(What to do) Everything from the line containing "assert!(!is_transient_status(StatusCode::NOT_FOUND));" through the last line of the records must be returned verbatim, and nothing outside that range.

(Given information)
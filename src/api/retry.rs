use anyhow::{Context, Result, anyhow, bail};
use reqwest::StatusCode;
use reqwest::blocking::{RequestBuilder, Response};
use serde::de::DeserializeOwned;
use std::time::Duration;

/// Bounded retry with linear backoff for transient collaborator failures
#[derive(Debug, Clone, Copy, PartialEq, Eq)]
pub struct RetryPolicy {
    /// Attempts after the first one
    pub max_retries: u32,
    pub backoff: Duration,
}

impl RetryPolicy {
    pub fn new(max_retries: u32, backoff: Duration) -> Self {
        Self {
            max_retries,
            backoff,
        }
    }
}

impl Default for RetryPolicy {
    fn default() -> Self {
        Self::new(3, Duration::from_millis(500))
    }
}

/// Failure of a single attempt
#[derive(Debug)]
pub enum Attempt {
    /// Worth trying again: timeouts, connection resets, 429 and 5xx
    Transient(anyhow::Error),
    /// Retrying cannot help
    Fatal(anyhow::Error),
}

/// Run `call` until it succeeds, fails fatally, or the policy is exhausted
pub fn with_retry<T>(
    policy: &RetryPolicy,
    service: &str,
    mut call: impl FnMut() -> std::result::Result<T, Attempt>,
) -> Result<T> {
    let attempts = policy.max_retries + 1;
    let mut last_error = None;

    for attempt in 0..attempts {
        if attempt > 0 {
            let wait = policy.backoff * attempt;
            tracing::warn!(
                service,
                attempt = attempt + 1,
                attempts,
                wait_ms = wait.as_millis() as u64,
                "Retrying collaborator call"
            );
            std::thread::sleep(wait);
        }

        match call() {
            Ok(value) => return Ok(value),
            Err(Attempt::Fatal(e)) => return Err(e.context(format!("{service} request failed"))),
            Err(Attempt::Transient(e)) => {
                tracing::debug!(service, error = %e, "Transient failure");
                last_error = Some(e);
            }
        }
    }

    let error = last_error.unwrap_or_else(|| anyhow!("no attempts made"));
    Err(error.context(format!("{service} failed after {attempts} attempts")))
}

fn is_transient_status(status: StatusCode) -> bool {
    status == StatusCode::TOO_MANY_REQUESTS || status.is_server_error()
}

/// Send a request and classify the outcome for [`with_retry`]
pub fn send(request: RequestBuilder) -> std::result::Result<Response, Attempt> {
    let response = request.send().map_err(|e| {
        if e.is_timeout() || e.is_connect() || e.is_request() {
            Attempt::Transient(anyhow::Error::new(e))
        } else {
            Attempt::Fatal(anyhow::Error::new(e))
        }
    })?;

    let status = response.status();
    if status.is_success() {
        Ok(response)
    } else if is_transient_status(status) {
        Err(Attempt::Transient(anyhow!("returned status {status}")))
    } else {
        Err(Attempt::Fatal(anyhow!("returned error status {status}")))
    }
}

/// Send with retries and decode a JSON body
///
/// `build` is called once per attempt since a `RequestBuilder` is consumed by sending.
pub fn fetch_json<T: DeserializeOwned>(
    policy: &RetryPolicy,
    service: &str,
    build: impl Fn() -> RequestBuilder,
) -> Result<T> {
    let response = with_retry(policy, service, || send(build()))?;
    response
        .json()
        .with_context(|| format!("Failed to parse {service} JSON response"))
}

/// Build a blocking client with the crate's user agent
pub fn http_client(timeout: Duration) -> Result<reqwest::blocking::Client> {
    reqwest::blocking::Client::builder()
        .user_agent(super::USER_AGENT)
        .timeout(timeout)
        .build()
        .context("Failed to create HTTP client")
}

/// Fail unless a batch endpoint answered once per input
pub fn ensure_len(actual: usize, expected: usize, service: &str) -> Result<()> {
    if actual != expected {
        bail!("{service} returned {actual} results for {expected} inputs");
    }
    Ok(())
}

#[cfg(test)]
mod tests {
    use super::*;
    use std::cell::Cell;

    #[test]
    fn test_retry_recovers_from_transient() {
        let calls = Cell::new(0);
        let policy = RetryPolicy::new(3, Duration::ZERO);
        let result = with_retry(&policy, "test", || {
            calls.set(calls.get() + 1);
            if calls.get() < 3 {
                Err(Attempt::Transient(anyhow!("busy")))
            } else {
                Ok(42)
            }
        });
        assert_eq!(result.unwrap(), 42);
        assert_eq!(calls.get(), 3);
    }

    #[test]
    fn test_retry_gives_up() {
        let calls = Cell::new(0);
        let policy = RetryPolicy::new(2, Duration::ZERO);
        let result: Result<()> = with_retry(&policy, "test", || {
            calls.set(calls.get() + 1);
            Err(Attempt::Transient(anyhow!("busy")))
        });
        assert!(result.is_err());
        assert_eq!(calls.get(), 3);
        assert!(format!("{:#}", result.unwrap_err()).contains("after 3 attempts"));
    }

    #[test]
    fn test_fatal_is_not_retried() {
        let calls = Cell::new(0);
        let result: Result<()> = with_retry(&RetryPolicy::default(), "test", || {
            calls.set(calls.get() + 1);
            Err(Attempt::Fatal(anyhow!("bad request")))
        });
        assert!(result.is_err());
        assert_eq!(calls.get(), 1);
    }

    #[test]
    fn test_transient_status() {
        assert!(is_transient_status(StatusCode::TOO_MANY_REQUESTS));
        assert!(is_transient_status(StatusCode::GATEWAY_TIMEOUT));
        assert!(!is_transient_status(StatusCode::NOT_FOUND));
    }
}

(Reply)
        assert!(!is_transient_status(StatusCode::NOT_FOUND));
    }
}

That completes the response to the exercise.